» **Available data**
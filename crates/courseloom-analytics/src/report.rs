//! Cluster labeling and report assembly.

use std::collections::BTreeMap;

use chrono::Utc;
use courseloom_core::{Error, Result};
use courseloom_rag::TextGenerator;
use tracing::{info, warn};

use crate::cluster::{cluster_vectors, ClusterCount, Clustering};
use crate::types::{AnalyticsReport, ClusterSummary, EventSource, ReportStatus, ReportStore};
use crate::vectors::extract_vectors;

/// Queries shown to the labeler per cluster.
const LABEL_SAMPLE: usize = 10;
/// Example queries kept in the report per cluster.
const EXAMPLES_PER_CLUSTER: usize = 5;

/// Run the full analytics pipeline for a course and persist the report.
///
/// The run is atomic: a labeler or event-source failure propagates before
/// anything is saved, so the previous report (if any) stays retrievable.
/// An empty event log is a successful run and persists a `no_data` report.
pub fn run_daily_analytics(
    course_id: &str,
    k: ClusterCount,
    events: &dyn EventSource,
    labeler: &dyn TextGenerator,
    reports: &dyn ReportStore,
) -> Result<AnalyticsReport> {
    let all_events = events.get_events(course_id)?;
    let (vectors, doc_ids) = extract_vectors(&all_events);
    let skipped = all_events.len() - vectors.len();
    info!(
        "Analytics for {course_id}: {} events, {} with vectors",
        all_events.len(),
        vectors.len()
    );

    if vectors.is_empty() {
        let report = AnalyticsReport::no_data(skipped);
        reports.save_report(course_id, &report)?;
        return Ok(report);
    }

    let clustering = match cluster_vectors(&vectors, k) {
        Ok(c) => c,
        Err(Error::InsufficientData(reason)) => {
            // Not enough spread to auto-detect; fall back to one cluster.
            warn!("Auto-detect failed ({reason}); using a single cluster");
            cluster_vectors(&vectors, ClusterCount::Fixed(1))?
        }
        Err(e) => return Err(e),
    };

    let texts: BTreeMap<&str, &str> = all_events
        .iter()
        .map(|e| (e.doc_id.as_str(), e.query_text.as_str()))
        .collect();

    let mut clusters: BTreeMap<String, ClusterSummary> = BTreeMap::new();
    for cluster in 0..clustering.num_clusters() {
        let mut summary = summarize_cluster(cluster, &clustering, &doc_ids, &texts);
        if summary.count == 0 {
            continue;
        }
        let label = label_cluster(labeler, cluster, &summary)?;
        summary.example_queries.truncate(EXAMPLES_PER_CLUSTER);
        clusters.insert(disambiguate(&clusters, &label), summary);
    }

    let report = AnalyticsReport {
        status: ReportStatus::Complete,
        total_queries: vectors.len(),
        skipped_no_vector: skipped,
        num_clusters: clusters.len(),
        clusters,
        generated_at: Utc::now(),
    };
    reports.save_report(course_id, &report)?;
    info!(
        "Analytics for {course_id} complete: {} clusters over {} queries",
        report.num_clusters, report.total_queries
    );
    Ok(report)
}

/// Fetch the persisted report for a course. `None` when no run has
/// completed yet; reads never compute anything.
pub fn get_analytics_report(
    course_id: &str,
    reports: &dyn ReportStore,
) -> Result<Option<AnalyticsReport>> {
    reports.get_report(course_id)
}

fn summarize_cluster(
    cluster: usize,
    clustering: &Clustering,
    doc_ids: &[String],
    texts: &BTreeMap<&str, &str>,
) -> ClusterSummary {
    let member_ids: Vec<String> = clustering
        .assignments
        .iter()
        .zip(doc_ids)
        .filter(|(a, _)| **a == cluster)
        .map(|(_, id)| id.clone())
        .collect();

    let member_texts: Vec<String> = member_ids
        .iter()
        .filter_map(|id| texts.get(id.as_str()))
        .map(|t| t.to_string())
        .collect();

    ClusterSummary {
        count: member_ids.len(),
        example_queries: member_texts.into_iter().take(LABEL_SAMPLE).collect(),
        doc_ids: member_ids,
    }
}

/// Ask the generation collaborator for one short descriptive label.
fn label_cluster(
    labeler: &dyn TextGenerator,
    cluster: usize,
    summary: &ClusterSummary,
) -> Result<String> {
    let sample = summary
        .example_queries
        .iter()
        .take(LABEL_SAMPLE)
        .map(String::as_str)
        .collect::<Vec<_>>()
        .join("\n");
    let prompt = format!(
        "These student questions were grouped together by similarity. Give \
         the group one short descriptive label of at most four words (for \
         example: \"Test Questions\"). Return only the label.\n\n{sample}"
    );
    let label = labeler.generate(&prompt)?.trim().to_string();
    if label.is_empty() {
        Ok(format!("Cluster {}", cluster + 1))
    } else {
        Ok(label)
    }
}

/// Two clusters can come back with the same label; they stay separate
/// entries, with a numeric suffix on the later ones.
fn disambiguate(clusters: &BTreeMap<String, ClusterSummary>, label: &str) -> String {
    if !clusters.contains_key(label) {
        return label.to_string();
    }
    let mut n = 2;
    loop {
        let candidate = format!("{label} ({n})");
        if !clusters.contains_key(&candidate) {
            return candidate;
        }
        n += 1;
    }
}

#[cfg(test)]
mod tests {
    use super::*;
    use crate::types::QueryEvent;
    use parking_lot::Mutex;
    use std::collections::{HashMap, VecDeque};

    struct FixedEvents(Vec<QueryEvent>);

    impl EventSource for FixedEvents {
        fn get_events(&self, _course_id: &str) -> Result<Vec<QueryEvent>> {
            Ok(self.0.clone())
        }
    }

    /// Returns scripted labels in order; errors once the script runs out
    /// if `fail_after` is set.
    struct ScriptedLabeler {
        labels: Mutex<VecDeque<String>>,
        fail_when_empty: bool,
    }

    impl ScriptedLabeler {
        fn new(labels: &[&str]) -> Self {
            Self {
                labels: Mutex::new(labels.iter().map(|l| l.to_string()).collect()),
                fail_when_empty: false,
            }
        }

        fn failing_after(labels: &[&str]) -> Self {
            let mut s = Self::new(labels);
            s.fail_when_empty = true;
            s
        }
    }

    impl TextGenerator for ScriptedLabeler {
        fn generate(&self, _prompt: &str) -> Result<String> {
            match self.labels.lock().pop_front() {
                Some(label) => Ok(label),
                None if self.fail_when_empty => {
                    Err(Error::Collaborator("generation backend down".into()))
                }
                None => Ok(String::new()),
            }
        }
    }

    #[derive(Default)]
    struct MemoryReports(Mutex<HashMap<String, AnalyticsReport>>);

    impl ReportStore for MemoryReports {
        fn save_report(&self, course_id: &str, report: &AnalyticsReport) -> Result<()> {
            self.0.lock().insert(course_id.to_string(), report.clone());
            Ok(())
        }

        fn get_report(&self, course_id: &str) -> Result<Option<AnalyticsReport>> {
            Ok(self.0.lock().get(course_id).cloned())
        }
    }

    fn event(doc_id: &str, text: &str, vector: Option<Vec<f32>>) -> QueryEvent {
        QueryEvent {
            doc_id: doc_id.into(),
            query_text: text.into(),
            query_vector: vector,
            timestamp: Utc::now(),
        }
    }

    fn sample_events() -> Vec<QueryEvent> {
        vec![
            event("1", "What is a test?", Some(vec![0.1, 0.2, 0.3])),
            event("2", "How does this work?", Some(vec![0.7, 0.8, 0.9])),
            event("3", "Another question", Some(vec![0.72, 0.81, 0.9])),
            event("4", "More testing", Some(vec![0.1, 0.2, 0.31])),
            event("5", "Final test", Some(vec![0.11, 0.2, 0.3])),
        ]
    }

    #[test]
    fn test_full_run_labels_and_persists() {
        let events = FixedEvents(sample_events());
        let labeler = ScriptedLabeler::new(&["Test Questions", "General Questions"]);
        let reports = MemoryReports::default();

        let report =
            run_daily_analytics("course1", ClusterCount::Fixed(2), &events, &labeler, &reports)
                .unwrap();

        assert_eq!(report.status, ReportStatus::Complete);
        assert_eq!(report.total_queries, 5);
        assert_eq!(report.num_clusters, 2);
        assert_eq!(report.clusters["Test Questions"].count, 3);
        assert_eq!(report.clusters["General Questions"].count, 2);
        assert_eq!(
            report.clusters["Test Questions"].doc_ids,
            vec!["1", "4", "5"]
        );
        assert!(reports.get_report("course1").unwrap().is_some());
    }

    #[test]
    fn test_vectorless_events_are_counted_not_clustered() {
        let mut all = sample_events();
        all.push(event("6", "no vector", None));
        let events = FixedEvents(all);
        let labeler = ScriptedLabeler::new(&["A", "B"]);
        let reports = MemoryReports::default();

        let report =
            run_daily_analytics("course1", ClusterCount::Fixed(2), &events, &labeler, &reports)
                .unwrap();
        assert_eq!(report.total_queries, 5);
        assert_eq!(report.skipped_no_vector, 1);
    }

    #[test]
    fn test_stale_dimension_events_are_skipped_not_fatal() {
        // An embedding model change left an old 2-dim vector in the log
        // ahead of the current 3-dim events. The run completes; the stale
        // event is counted with the skipped ones.
        let mut all = vec![event("0", "old question", Some(vec![0.5, 0.5]))];
        all.extend(sample_events());
        let events = FixedEvents(all);
        let labeler = ScriptedLabeler::new(&["Test Questions", "General Questions"]);
        let reports = MemoryReports::default();

        let report =
            run_daily_analytics("course1", ClusterCount::Fixed(2), &events, &labeler, &reports)
                .unwrap();
        assert_eq!(report.status, ReportStatus::Complete);
        assert_eq!(report.total_queries, 5);
        assert_eq!(report.skipped_no_vector, 1);
        assert!(!report
            .clusters
            .values()
            .any(|c| c.doc_ids.contains(&"0".to_string())));
    }

    #[test]
    fn test_no_events_persists_no_data_report() {
        let events = FixedEvents(Vec::new());
        let labeler = ScriptedLabeler::new(&[]);
        let reports = MemoryReports::default();

        let report =
            run_daily_analytics("course1", ClusterCount::Auto, &events, &labeler, &reports)
                .unwrap();
        assert_eq!(report.status, ReportStatus::NoData);
        assert_eq!(report.num_clusters, 0);
        let stored = reports.get_report("course1").unwrap().unwrap();
        assert_eq!(stored.status, ReportStatus::NoData);
    }

    #[test]
    fn test_labeler_failure_aborts_without_persisting() {
        let events = FixedEvents(sample_events());
        let labeler = ScriptedLabeler::failing_after(&["Only One Label"]);
        let reports = MemoryReports::default();

        let err =
            run_daily_analytics("course1", ClusterCount::Fixed(2), &events, &labeler, &reports)
                .unwrap_err();
        assert!(matches!(err, Error::Collaborator(_)));
        assert!(reports.get_report("course1").unwrap().is_none());
    }

    #[test]
    fn test_identical_labels_stay_separate_entries() {
        let events = FixedEvents(sample_events());
        let labeler = ScriptedLabeler::new(&["Homework", "Homework"]);
        let reports = MemoryReports::default();

        let report =
            run_daily_analytics("course1", ClusterCount::Fixed(2), &events, &labeler, &reports)
                .unwrap();
        assert_eq!(report.num_clusters, 2);
        assert!(report.clusters.contains_key("Homework"));
        assert!(report.clusters.contains_key("Homework (2)"));
    }

    #[test]
    fn test_auto_detect_falls_back_to_single_cluster() {
        // All vectors identical: auto-detect cannot proceed.
        let events = FixedEvents(vec![
            event("1", "q1", Some(vec![0.5, 0.5])),
            event("2", "q2", Some(vec![0.5, 0.5])),
            event("3", "q3", Some(vec![0.5, 0.5])),
        ]);
        let labeler = ScriptedLabeler::new(&["Everything"]);
        let reports = MemoryReports::default();

        let report =
            run_daily_analytics("course1", ClusterCount::Auto, &events, &labeler, &reports)
                .unwrap();
        assert_eq!(report.num_clusters, 1);
        assert_eq!(report.clusters["Everything"].count, 3);
    }

    #[test]
    fn test_get_report_absent() {
        let reports = MemoryReports::default();
        assert!(get_analytics_report("nope", &reports).unwrap().is_none());
    }
}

» **Prompt**
The word "usize" occurs on certain lines of the material; count those lines and respond with the number only.

» **Answer to this task**
4